My Top Ten List of Assets Women Have to Save the World NOW

By Pat Mitchell

Pat Mitchell Remarks
at the Omega Institute Women and Power Conference
Opening Night Dinner with faculty/moderators/special guests
September 11-13, 2009


My top ten list of assets women have to save the world NOW:

#1: Us
Women in this room and around the world with wisdom and experience. We are the builders/architects/designers/ laborers/teachers/students/mentors and mentees/journalists/storytellers/activists and actors…all of us doing the work, on the ground and at the top levels across every sector of society. We are the change agents creating change and it’s time to scale up our work with collective strategies and new coalitions.

#2: Next generation of Us:
That’s what this conference is about…building bridges to the next generation and with them, we can surely build the bridge to the future. The next generation of feminists are an asset we need to know and nurture but as is clear at this conference, they are already a big asset…and ready to move forward.

#3 Men
In every generation there are men who believe in the power of women; who understand the value of investing and supporting women and girls and who know that they can’t hold up their half of the sky without fully empowered women holding up theirs.
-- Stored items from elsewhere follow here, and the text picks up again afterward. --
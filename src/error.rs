//! Error handling for xhr-session

use thiserror::Error;

use crate::http::response::{ErrorStatus, Response};

/// Main error type for session and request-building operations
#[derive(Error, Debug)]
pub enum XhrError {
    #[error("Invalid URL: {0}")]
    InvalidUrl(String),

    #[error("Body encoding error: {0}")]
    Encode(String),

    #[error("JSON encoding error: {0}")]
    Json(#[from] serde_json::Error),

    #[error("Authentication error: {0}")]
    Auth(String),

    #[error("Build hook error: {0}")]
    Hook(String),

    /// The host transport reported a failure; the response is passed on unmodified.
    #[error("Transport error: {}", transport_detail(.0))]
    Transport(Box<Response>),

    /// The request completed with a status other than 200.
    #[error("Request failed with status {}", .response.status)]
    Status {
        kind: Option<ErrorStatus>,
        response: Box<Response>,
    },

    #[error("HTTP client error: {0}")]
    Http(#[from] reqwest::Error),

    #[error("Configuration error: {0}")]
    Config(String),

    #[error("IO error: {0}")]
    Io(#[from] std::io::Error),
}

impl XhrError {
    /// The response carried by transport and status failures.
    pub fn response(&self) -> Option<&Response> {
        match self {
            XhrError::Transport(response) | XhrError::Status { response, .. } => Some(&**response),
            _ => None,
        }
    }
}

fn transport_detail(response: &Response) -> String {
    response
        .error
        .clone()
        .unwrap_or_else(|| format!("status {}", response.status))
}

/// Result type alias for xhr-session operations
pub type Result<T> = std::result::Result<T, XhrError>;
mod common;

use std::sync::Arc;
use std::time::Duration;

use async_trait::async_trait;
use common::{header, session_with};
use serde_json::json;
use xhr_session::header::SharedHeaderSet;
use xhr_session::http::request::RequestBuilder;
use xhr_session::options::query;
use xhr_session::{
    Auth, BasicAuth, BearerAuth, Body, BuildHook, Options, PassThrough, QueryValue, RawHeaders,
    RequestBody, Result, Session, XhrError,
};

#[tokio::test]
async fn test_cookie_priority_header_over_option_over_session() {
    let (session, transport) = session_with([]);
    session.set_cookies([("a", "1")]);

    let options = Options {
        cookie: Some([("a", "2"), ("b", "1")].into()),
        headers: Some(RawHeaders::new().cookie([("a", "3")])),
        ..Options::default()
    };
    session.get("https://h/", options).await.expect("ok");
    assert_eq!(header(&transport.last(), "cookie"), Some("a=3;b=1"));
}

#[tokio::test]
async fn test_cookie_header_sends_every_pair() {
    let (session, transport) = session_with([]);
    session.set_cookies([("a", "0")]);

    let options = Options {
        headers: Some(RawHeaders::new().header("Cookie", "a=1; b=2")),
        ..Options::default()
    };
    session.get("https://h/", options).await.expect("ok");
    assert_eq!(header(&transport.last(), "cookie"), Some("a=1;b=2"));
}

#[tokio::test]
async fn test_call_headers_override_session_headers() {
    let (session, transport) = session_with([]);
    session.set_headers(RawHeaders::from([("Accept", "text/html"), ("X-Session", "1")]));

    let options = Options {
        headers: Some(RawHeaders::from([("accept", "application/json")])),
        ..Options::default()
    };
    session.get("https://h/", options).await.expect("ok");

    let request = transport.last();
    assert_eq!(header(&request, "accept"), Some("application/json"));
    assert_eq!(header(&request, "x-session"), Some("1"));
    assert_eq!(header(&request, "cookie"), None);
}

#[tokio::test]
async fn test_per_call_headers_do_not_leak_into_session() {
    let (session, _) = session_with([]);
    session.set_cookies([("a", "1")]);

    let options = Options {
        cookie: Some([("b", "2")].into()),
        headers: Some(RawHeaders::from([("X-Call", "1")])),
        ..Options::default()
    };
    session.get("https://h/", options).await.expect("ok");

    let headers = session.headers();
    assert!(!headers.contains("x-call"));
    assert_eq!(headers.cookies().serialize(), "a=1");
}

#[tokio::test]
async fn test_query_and_bodies_reach_transport() {
    let (session, transport) = session_with([]);

    let options = Options {
        query: Some(query([("a", QueryValue::from("1")), ("b", QueryValue::from(2))])),
        json: Some(json!({ "a": 1 })),
        ..Options::default()
    };
    session.post("https://h/p", options).await.expect("ok");
    let request = transport.last();
    assert_eq!(request.url, "https://h/p?a=1");
    assert_eq!(header(&request, "content-type"), Some("application/json"));
    assert_eq!(request.body, Some(RequestBody::Text("{\"a\":1}".to_string())));

    let fields = json!({ "a": "x", "b": 2 }).as_object().cloned().expect("object");
    let options = Options {
        data: Some(Body::Fields(fields)),
        ..Options::default()
    };
    session.post("https://h/p", options).await.expect("ok");
    let request = transport.last();
    assert_eq!(
        header(&request, "content-type"),
        Some("application/x-www-form-urlencoded")
    );
    assert_eq!(request.body, Some(RequestBody::Text("a=x&b=2".to_string())));
}

#[tokio::test]
async fn test_encoding_failure_aborts_before_submission() {
    let (session, transport) = session_with([]);
    let fields = json!({ "flag": true }).as_object().cloned().expect("object");
    let options = Options {
        data: Some(Body::Fields(fields)),
        ..Options::default()
    };
    let err = session.post("https://h/", options).await.expect_err("encode");
    assert!(matches!(err, XhrError::Encode(_)));
    assert!(transport.requests().is_empty());
}

#[tokio::test]
async fn test_pass_through_options_reach_transport() {
    let (session, transport) = session_with([]);
    let options = Options {
        pass_through: PassThrough {
            timeout: Some(Duration::from_secs(5)),
            anonymous: true,
            context: Some(json!({ "id": 7 })),
            ..PassThrough::default()
        },
        ..Options::default()
    };
    session.get("https://h/", options).await.expect("ok");
    let request = transport.last();
    assert_eq!(request.options.timeout, Some(Duration::from_secs(5)));
    assert!(request.options.anonymous);
    assert_eq!(request.options.context, Some(json!({ "id": 7 })));
}

#[tokio::test]
async fn test_session_and_call_auth_both_run() {
    let (session, transport) = session_with([]);
    session.set_auth(Some(Arc::new(BasicAuth::new("user", "pass"))));

    session.get("https://h/", Options::default()).await.expect("ok");
    assert_eq!(
        header(&transport.last(), "authorization"),
        Some("Basic dXNlcjpwYXNz")
    );

    struct ApiKey;

    #[async_trait]
    impl Auth for ApiKey {
        async fn build(&self, headers: &SharedHeaderSet) -> Result<()> {
            tokio::task::yield_now().await;
            headers.lock().set("X-Api-Key", "k");
            Ok(())
        }
    }

    let options = Options {
        auth: Some(Arc::new(ApiKey)),
        ..Options::default()
    };
    session.get("https://h/", options).await.expect("ok");
    let request = transport.last();
    assert_eq!(header(&request, "authorization"), Some("Basic dXNlcjpwYXNz"));
    assert_eq!(header(&request, "x-api-key"), Some("k"));
}

#[tokio::test]
async fn test_auth_failure_rejects_build() {
    let (session, transport) = session_with([]);
    let options = Options {
        auth: Some(Arc::new(BearerAuth::new(""))),
        ..Options::default()
    };
    let err = session.get("https://h/", options).await.expect_err("auth");
    assert!(matches!(err, XhrError::Auth(_)));
    assert!(transport.requests().is_empty());
}

/// Signs the request after yielding, so its write lands after other operations started.
struct Signer;

#[async_trait]
impl BuildHook for Signer {
    async fn run(&self, builder: &RequestBuilder, session: &Session) -> Result<()> {
        let cookie_count = builder.headers().cookies().len();
        tokio::time::sleep(Duration::from_millis(5)).await;
        let mut headers = builder.headers();
        headers.set("X-Signed", format!("{}:{}", builder.method(), cookie_count));
        headers.append("X-Trace", "signer");
        headers.cookies_mut().merge([("hooked", "1")]);
        drop(headers);
        assert!(session.build_hooks().len() >= 1);
        Ok(())
    }
}

struct Tracer;

#[async_trait]
impl BuildHook for Tracer {
    async fn run(&self, builder: &RequestBuilder, _session: &Session) -> Result<()> {
        builder.headers().append("X-Trace", "tracer");
        Ok(())
    }
}

#[tokio::test]
async fn test_build_hooks_see_merged_state_and_mutate_before_body() {
    let (session, transport) = session_with([]);
    session.set_cookies([("sid", "1")]);
    session.register_build_hook(Signer);
    session.register_build_hook(Tracer);

    let options = Options {
        json: Some(json!({ "x": 1 })),
        ..Options::default()
    };
    session.post("https://h/", options).await.expect("ok");

    let request = transport.last();
    assert_eq!(header(&request, "x-signed"), Some("POST:1"));
    assert_eq!(header(&request, "cookie"), Some("sid=1;hooked=1"));
    assert_eq!(header(&request, "content-type"), Some("application/json"));

    let trace = header(&request, "x-trace").expect("trace header");
    assert!(trace.contains("signer") && trace.contains("tracer"));
}

#[tokio::test]
async fn test_hooks_registered_later_only_affect_later_builds() {
    let (session, transport) = session_with([]);
    session.get("https://h/", Options::default()).await.expect("ok");
    session.register_build_hook(Tracer);
    session.get("https://h/", Options::default()).await.expect("ok");

    let requests = transport.requests();
    assert_eq!(header(&requests[0], "x-trace"), None);
    assert_eq!(header(&requests[1], "x-trace"), Some("tracer"));
}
By the way, I moved this asset up to # 3 after reading the headlines from recent research that Maria Shriver did for her project, “A Woman’s Nation”. Preliminary findings indicate a significant shift among American men…especially married men…who in much larger numbers than previously documented, recognize the economic assets of women fully and fairly employed and compensated.

More than ¾ of men surveyed supported their wives working. And that’s a good thing because women make up more than half the workforce in the US.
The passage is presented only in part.